_EXERCISE GOAL:_ Sort through the material below and copy each line with "UserLookup".

_DATA TO PROCESS:_
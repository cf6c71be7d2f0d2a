/// Answers whether an account exists on the host.
///
/// Implementations must fail open: when the answer cannot be determined they
/// return `true`, so an unavailable probe never turns into a finding.
pub trait UserLookup {
    fn exists(&self, name: &str) -> bool;
}

/// Lookup that trusts every name. Used when host checks are disabled.
#[derive(Debug, Clone, Copy, Default)]
pub struct AssumeUsersExist;

impl UserLookup for AssumeUsersExist {
    fn exists(&self, _name: &str) -> bool {
        true
    }
}

impl<F> UserLookup for F
where
    F: Fn(&str) -> bool,
{
    fn exists(&self, name: &str) -> bool {
        self(name)
    }
}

_ANSWER TO THIS TASK:_
pub trait UserLookup {
impl UserLookup for AssumeUsersExist {
impl<F> UserLookup for F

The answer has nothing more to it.